◆ **TASK DIRECTIONS**
What is the number of lines in the data that contain "TableStore"? Respond with nothing else.

PROVIDED DATA: Begin

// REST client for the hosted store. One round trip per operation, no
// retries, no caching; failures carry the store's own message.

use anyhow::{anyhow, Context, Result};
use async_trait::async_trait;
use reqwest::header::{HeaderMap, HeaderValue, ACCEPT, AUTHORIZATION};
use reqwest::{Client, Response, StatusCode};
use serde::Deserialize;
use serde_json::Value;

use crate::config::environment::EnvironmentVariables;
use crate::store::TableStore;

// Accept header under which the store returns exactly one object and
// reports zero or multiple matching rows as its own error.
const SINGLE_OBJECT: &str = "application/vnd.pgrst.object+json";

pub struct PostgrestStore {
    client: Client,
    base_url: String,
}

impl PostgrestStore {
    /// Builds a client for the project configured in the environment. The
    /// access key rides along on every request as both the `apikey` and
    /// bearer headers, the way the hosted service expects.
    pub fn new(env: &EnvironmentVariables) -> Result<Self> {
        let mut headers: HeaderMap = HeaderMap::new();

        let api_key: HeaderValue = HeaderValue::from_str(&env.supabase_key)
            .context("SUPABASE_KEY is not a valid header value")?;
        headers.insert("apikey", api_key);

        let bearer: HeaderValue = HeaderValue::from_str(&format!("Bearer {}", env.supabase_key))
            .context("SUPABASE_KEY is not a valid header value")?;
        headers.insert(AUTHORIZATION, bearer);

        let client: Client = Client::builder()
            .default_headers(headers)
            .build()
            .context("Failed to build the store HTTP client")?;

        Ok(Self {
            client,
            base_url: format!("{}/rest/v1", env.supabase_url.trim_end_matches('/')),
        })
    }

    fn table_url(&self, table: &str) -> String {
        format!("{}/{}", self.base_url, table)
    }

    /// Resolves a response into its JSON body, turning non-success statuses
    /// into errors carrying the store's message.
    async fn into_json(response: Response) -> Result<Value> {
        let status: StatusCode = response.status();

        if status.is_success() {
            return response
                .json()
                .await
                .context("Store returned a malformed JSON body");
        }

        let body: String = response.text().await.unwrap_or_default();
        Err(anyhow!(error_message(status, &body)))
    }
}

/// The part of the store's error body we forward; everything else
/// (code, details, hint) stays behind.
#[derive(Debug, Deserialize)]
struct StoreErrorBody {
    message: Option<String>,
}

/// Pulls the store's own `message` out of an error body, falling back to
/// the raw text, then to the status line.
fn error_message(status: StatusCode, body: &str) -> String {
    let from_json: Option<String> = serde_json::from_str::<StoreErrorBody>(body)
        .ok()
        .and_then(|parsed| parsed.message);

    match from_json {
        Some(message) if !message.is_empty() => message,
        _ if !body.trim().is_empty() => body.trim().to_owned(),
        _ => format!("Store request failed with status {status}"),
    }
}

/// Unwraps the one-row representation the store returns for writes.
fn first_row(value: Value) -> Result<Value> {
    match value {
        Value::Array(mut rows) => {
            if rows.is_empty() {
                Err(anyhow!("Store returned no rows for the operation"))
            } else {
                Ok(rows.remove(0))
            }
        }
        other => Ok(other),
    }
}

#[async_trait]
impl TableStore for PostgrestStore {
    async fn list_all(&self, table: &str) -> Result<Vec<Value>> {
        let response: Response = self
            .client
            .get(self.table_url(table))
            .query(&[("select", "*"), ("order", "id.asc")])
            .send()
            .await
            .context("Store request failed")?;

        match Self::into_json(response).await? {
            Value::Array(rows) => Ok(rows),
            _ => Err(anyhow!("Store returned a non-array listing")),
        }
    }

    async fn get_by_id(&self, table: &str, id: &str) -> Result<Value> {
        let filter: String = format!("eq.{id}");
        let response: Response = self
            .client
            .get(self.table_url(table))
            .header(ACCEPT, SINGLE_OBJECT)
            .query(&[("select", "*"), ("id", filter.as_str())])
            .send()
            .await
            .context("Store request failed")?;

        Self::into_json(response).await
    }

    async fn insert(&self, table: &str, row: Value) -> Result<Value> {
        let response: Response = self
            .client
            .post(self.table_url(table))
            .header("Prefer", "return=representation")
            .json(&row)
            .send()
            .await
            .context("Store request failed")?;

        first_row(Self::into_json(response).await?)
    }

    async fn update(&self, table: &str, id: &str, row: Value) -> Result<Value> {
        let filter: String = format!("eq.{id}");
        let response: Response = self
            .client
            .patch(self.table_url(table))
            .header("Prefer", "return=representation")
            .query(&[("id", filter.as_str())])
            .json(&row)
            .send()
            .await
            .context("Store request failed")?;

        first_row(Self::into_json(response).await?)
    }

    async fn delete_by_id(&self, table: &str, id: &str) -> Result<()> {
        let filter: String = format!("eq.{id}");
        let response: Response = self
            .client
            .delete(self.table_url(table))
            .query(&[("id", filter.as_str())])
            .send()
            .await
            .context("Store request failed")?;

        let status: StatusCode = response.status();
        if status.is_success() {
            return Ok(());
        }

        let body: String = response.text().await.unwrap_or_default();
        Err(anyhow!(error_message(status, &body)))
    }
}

PROVIDED DATA: End

◆ **SOLUTION FOR THIS EXERCISE**
2